§ **Exercise objective**:
Comb the records below for the string "TotemLabel" and copy each line where it turns up.
·····
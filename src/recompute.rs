//! # Recompute Pipeline — Ledger to Derived State
//!
//! Rebuilds every derived view for a participant from the ledger alone:
//! the cached point total, per-direction progress rows, and totem grants.
//! Runs after every ledger mutation (insert, admin edit, admin delete) and is
//! idempotent — re-running against an unchanged ledger writes the same values
//! and creates no new grants.
//!
//! Grants only ever flow forward: a recompute that lands below a threshold
//! after an admin edit leaves existing `participant_totems` rows untouched.

use std::collections::HashMap;

use anyhow::Result;
use tracing::warn;

use crate::aggregate::ProgressAggregates;
use crate::db::{ActivityRow, Database};
use crate::eligibility::{
    compute_direction_progress, evaluate_totem, DirectionSpec, DirectionStanding, TotemRule,
    TotemStatus,
};
use crate::events::{Event, EventBus};
use crate::ledger::RewardType;
use crate::prom_metrics::{Metrics, TotemLabel};

/// Everything a recompute derived for one participant.
pub struct RecomputeOutcome {
    pub participant_id: uuid::Uuid,
    pub aggregates: ProgressAggregates,
    pub totems: Vec<TotemStatus>,
    /// Totem types whose grant row was created by this run.
    pub newly_granted: Vec<String>,
}

/// Recompute all derived state for one participant from scratch.
///
/// Returns `None` for an unknown participant id — a participant is never
/// fabricated. A participant with an empty ledger recomputes to all zeros.
pub async fn recompute_participant(
    db: &Database,
    participant_id: uuid::Uuid,
    bus: Option<&EventBus>,
    metrics: Option<&Metrics>,
) -> Result<Option<RecomputeOutcome>> {
    let Some(participant) = db.get_participant(participant_id).await? else {
        return Ok(None);
    };

    let rows = db.list_activities(participant_id).await?;
    let aggregates = ProgressAggregates::from_rows(&rows);

    db.set_participant_points(participant_id, aggregates.total_points)
        .await?;

    let (totems, newly_granted) = sync_totems(
        db,
        participant_id,
        &participant.full_name,
        &aggregates,
        bus,
        metrics,
    )
    .await?;
    sync_direction_progress(db, participant_id, &aggregates, &rows).await?;

    if let Some(m) = metrics {
        m.recompute_runs.inc();
    }

    Ok(Some(RecomputeOutcome {
        participant_id,
        aggregates,
        totems,
        newly_granted,
    }))
}

/// Recompute every participant. Used by the CLI sweep and after reference
/// data changes. Returns the number of participants processed.
pub async fn recompute_all(
    db: &Database,
    bus: Option<&EventBus>,
    metrics: Option<&Metrics>,
) -> Result<usize> {
    let ids = db.list_participant_ids().await?;
    let mut processed = 0;
    for id in &ids {
        if recompute_participant(db, *id, bus, metrics).await?.is_some() {
            processed += 1;
        }
    }
    Ok(processed)
}

/// Evaluate every totem requirement against fresh aggregates and create any
/// missing grants.
///
/// A malformed requirement row is skipped with a warning rather than failing
/// the whole recompute — one bad reference row must not block scoring. The
/// grant insert is conditional, so a concurrent recompute for the same
/// participant cannot double-grant; the loser simply sees the existing row.
async fn sync_totems(
    db: &Database,
    participant_id: uuid::Uuid,
    participant_name: &str,
    aggregates: &ProgressAggregates,
    bus: Option<&EventBus>,
    metrics: Option<&Metrics>,
) -> Result<(Vec<TotemStatus>, Vec<String>)> {
    let requirements = db.get_totem_requirements().await?;
    let earned: HashMap<String, chrono::DateTime<chrono::Utc>> = db
        .get_participant_totems(participant_id)
        .await?
        .into_iter()
        .map(|t| (t.totem_type, t.earned_at))
        .collect();

    let mut statuses = Vec::with_capacity(requirements.len());
    let mut newly_granted = Vec::new();

    for requirement in &requirements {
        let rule = match TotemRule::from_json(&requirement.requirements) {
            Ok(rule) => rule,
            Err(e) => {
                warn!(totem_type = %requirement.totem_type, error = %e, "skipping malformed totem requirement");
                if let Some(b) = bus {
                    b.emit(Event::Warning {
                        context: format!("totem {}", requirement.totem_type),
                        message: e.to_string(),
                    });
                }
                continue;
            }
        };

        let existing = earned.get(&requirement.totem_type).copied();
        let mut status = evaluate_totem(&requirement.totem_type, &rule, aggregates, existing);

        if status.eligible && existing.is_none() {
            // false→true transition with no grant row: insert exactly once
            if let Some(grant) = db.grant_totem(participant_id, &requirement.totem_type).await? {
                status.earned_at = Some(grant.earned_at);
                newly_granted.push(requirement.totem_type.clone());
                if let Some(b) = bus {
                    b.emit(Event::TotemEarned {
                        participant: participant_name.to_string(),
                        totem_type: requirement.totem_type.clone(),
                        totem_name: requirement.name.clone(),
                    });
                }
                if let Some(m) = metrics {
                    m.totems_granted
                        .get_or_create(&TotemLabel {
                            totem_type: requirement.totem_type.clone(),
                        })
                        .inc();
                }
            } else {
                // lost a race: the grant exists, treat as success
                if let Some(row) = db
                    .get_participant_totems(participant_id)
                    .await?
                    .into_iter()
                    .find(|t| t.totem_type == requirement.totem_type)
                {
                    status.earned_at = Some(row.earned_at);
                }
            }
        }

        statuses.push(status);
    }

    Ok((statuses, newly_granted))
}

/// Derive direction counters from the ledger and replace the cached rows.
///
/// - activities_completed: the direction's zakal bucket
/// - lectures_completed: gran rows whose lecture code matches the direction
/// - final_test_passed: at least one shram entry in the direction (when the
///   direction declares a final test)
async fn sync_direction_progress(
    db: &Database,
    participant_id: uuid::Uuid,
    aggregates: &ProgressAggregates,
    rows: &[ActivityRow],
) -> Result<()> {
    let directions = db.get_directions().await?;
    for direction in &directions {
        let standing = DirectionStanding {
            activities_completed: aggregates.zakal_for(&direction.code),
            lectures_completed: lectures_for(rows, &direction.code),
            final_test_passed: direction.has_final_test
                && aggregates.shram_for(&direction.code) >= 1,
        };
        let spec = DirectionSpec {
            required_activities: direction.required_activities,
            required_lectures: direction.required_lectures,
            has_final_test: direction.has_final_test,
        };
        let completion = compute_direction_progress(&standing, &spec);
        db.upsert_direction_progress(
            participant_id,
            direction.id,
            standing.activities_completed,
            standing.lectures_completed,
            standing.final_test_passed,
            completion.percentage,
            completion.totem_earned,
        )
        .await?;
    }
    Ok(())
}

/// Count gran rows carrying the direction's lecture code.
fn lectures_for(rows: &[ActivityRow], code: &str) -> i64 {
    rows.iter()
        .filter(|r| {
            RewardType::parse(&r.reward_type) == Some(RewardType::Gran)
                && r.subtype.as_deref() == Some(code)
        })
        .count() as i64
}

#[cfg(test)]
mod tests {
    use super::*;

    fn gran_row(subtype: Option<&str>) -> ActivityRow {
        ActivityRow {
            id: 0,
            participant_id: uuid::Uuid::nil(),
            reward_type: "gran".into(),
            subtype: subtype.map(str::to_string),
            points: 2,
            multiplier: 1.0,
            activity_date: chrono::NaiveDate::from_ymd_opt(2026, 3, 1).unwrap(),
            description: None,
            verified_by: None,
            created_at: chrono::Utc::now(),
        }
    }

    #[test]
    fn lectures_for_matches_code_only() {
        let rows = vec![
            gran_row(Some("nutrition")),
            gran_row(Some("nutrition")),
            gran_row(Some("recovery")),
            gran_row(None),
        ];
        assert_eq!(lectures_for(&rows, "nutrition"), 2);
        assert_eq!(lectures_for(&rows, "recovery"), 1);
        assert_eq!(lectures_for(&rows, "bjj"), 0);
    }

    #[test]
    fn lectures_for_ignores_non_gran_rows() {
        let mut row = gran_row(Some("bjj"));
        row.reward_type = "zakal".into();
        assert_eq!(lectures_for(&[row], "bjj"), 0);
    }
}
·····
§ **Exercise solution**:
use crate::prom_metrics::{Metrics, TotemLabel};
                        .get_or_create(&TotemLabel {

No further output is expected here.